RECORDS SUPPLIED Block Start
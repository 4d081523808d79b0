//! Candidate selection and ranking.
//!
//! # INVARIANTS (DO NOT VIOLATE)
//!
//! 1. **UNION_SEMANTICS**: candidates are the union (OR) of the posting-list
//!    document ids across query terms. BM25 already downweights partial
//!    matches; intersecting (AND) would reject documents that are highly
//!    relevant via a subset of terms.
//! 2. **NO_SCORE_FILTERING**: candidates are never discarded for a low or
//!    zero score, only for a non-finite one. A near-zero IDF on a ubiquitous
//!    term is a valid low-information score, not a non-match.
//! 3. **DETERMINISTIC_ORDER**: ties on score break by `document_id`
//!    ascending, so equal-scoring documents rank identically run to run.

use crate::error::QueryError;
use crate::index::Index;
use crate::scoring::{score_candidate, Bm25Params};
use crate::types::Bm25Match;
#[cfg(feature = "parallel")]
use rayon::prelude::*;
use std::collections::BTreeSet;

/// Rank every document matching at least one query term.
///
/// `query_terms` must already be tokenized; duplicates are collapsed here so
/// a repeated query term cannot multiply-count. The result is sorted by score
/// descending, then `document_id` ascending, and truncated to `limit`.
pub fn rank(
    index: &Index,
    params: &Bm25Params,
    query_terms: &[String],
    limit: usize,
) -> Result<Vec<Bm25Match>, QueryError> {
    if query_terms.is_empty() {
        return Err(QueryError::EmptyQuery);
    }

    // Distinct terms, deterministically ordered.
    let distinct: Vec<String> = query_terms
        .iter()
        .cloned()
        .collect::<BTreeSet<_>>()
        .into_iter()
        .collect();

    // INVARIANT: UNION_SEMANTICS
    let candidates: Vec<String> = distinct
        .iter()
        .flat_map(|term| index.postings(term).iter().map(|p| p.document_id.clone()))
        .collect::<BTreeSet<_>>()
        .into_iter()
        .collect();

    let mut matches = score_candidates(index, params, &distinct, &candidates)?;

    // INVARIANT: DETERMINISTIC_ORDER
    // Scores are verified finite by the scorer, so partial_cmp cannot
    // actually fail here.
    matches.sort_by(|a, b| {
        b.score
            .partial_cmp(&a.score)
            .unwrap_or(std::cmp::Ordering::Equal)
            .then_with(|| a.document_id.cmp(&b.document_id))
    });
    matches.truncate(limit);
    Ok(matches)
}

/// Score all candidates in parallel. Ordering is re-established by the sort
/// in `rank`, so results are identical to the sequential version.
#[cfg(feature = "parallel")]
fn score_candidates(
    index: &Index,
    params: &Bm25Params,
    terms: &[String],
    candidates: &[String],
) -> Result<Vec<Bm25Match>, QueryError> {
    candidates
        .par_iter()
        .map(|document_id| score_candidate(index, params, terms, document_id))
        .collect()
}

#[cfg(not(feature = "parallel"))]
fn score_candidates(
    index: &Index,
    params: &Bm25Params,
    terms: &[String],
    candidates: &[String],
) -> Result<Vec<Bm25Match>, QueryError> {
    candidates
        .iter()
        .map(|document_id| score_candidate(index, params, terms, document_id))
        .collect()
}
RECORDS SUPPLIED Block End
RECORDS SUPPLIED Block Start
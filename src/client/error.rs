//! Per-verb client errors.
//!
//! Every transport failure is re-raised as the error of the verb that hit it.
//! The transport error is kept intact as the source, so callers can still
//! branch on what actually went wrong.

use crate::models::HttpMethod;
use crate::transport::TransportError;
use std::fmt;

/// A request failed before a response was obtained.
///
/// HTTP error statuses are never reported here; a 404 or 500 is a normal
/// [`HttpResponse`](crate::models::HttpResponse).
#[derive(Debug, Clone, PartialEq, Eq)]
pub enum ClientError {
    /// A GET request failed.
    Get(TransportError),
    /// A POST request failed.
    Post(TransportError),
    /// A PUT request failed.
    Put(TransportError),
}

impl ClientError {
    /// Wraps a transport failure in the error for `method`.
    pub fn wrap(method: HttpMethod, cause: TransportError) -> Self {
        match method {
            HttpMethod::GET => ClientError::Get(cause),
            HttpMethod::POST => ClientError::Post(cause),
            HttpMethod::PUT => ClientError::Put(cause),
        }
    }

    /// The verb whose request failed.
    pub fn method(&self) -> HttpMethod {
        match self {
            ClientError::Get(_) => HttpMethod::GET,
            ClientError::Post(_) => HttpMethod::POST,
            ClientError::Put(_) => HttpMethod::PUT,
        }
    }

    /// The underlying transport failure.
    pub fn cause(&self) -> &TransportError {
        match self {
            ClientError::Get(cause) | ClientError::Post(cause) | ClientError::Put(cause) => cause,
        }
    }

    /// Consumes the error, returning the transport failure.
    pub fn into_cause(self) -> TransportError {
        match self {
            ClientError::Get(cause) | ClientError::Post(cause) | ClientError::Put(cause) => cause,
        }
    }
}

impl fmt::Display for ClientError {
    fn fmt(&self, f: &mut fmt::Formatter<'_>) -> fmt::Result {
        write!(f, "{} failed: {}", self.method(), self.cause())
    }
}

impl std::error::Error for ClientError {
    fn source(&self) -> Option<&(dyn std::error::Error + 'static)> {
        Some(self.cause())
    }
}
RECORDS SUPPLIED Block End
(TASK TO CARRY OUT)
If a line in the records above contains "TransportError", copy that line.

(FINAL ANSWER)
use crate::transport::TransportError;
    Get(TransportError),
    Post(TransportError),
    Put(TransportError),
    pub fn wrap(method: HttpMethod, cause: TransportError) -> Self {
    pub fn cause(&self) -> &TransportError {
    pub fn into_cause(self) -> TransportError {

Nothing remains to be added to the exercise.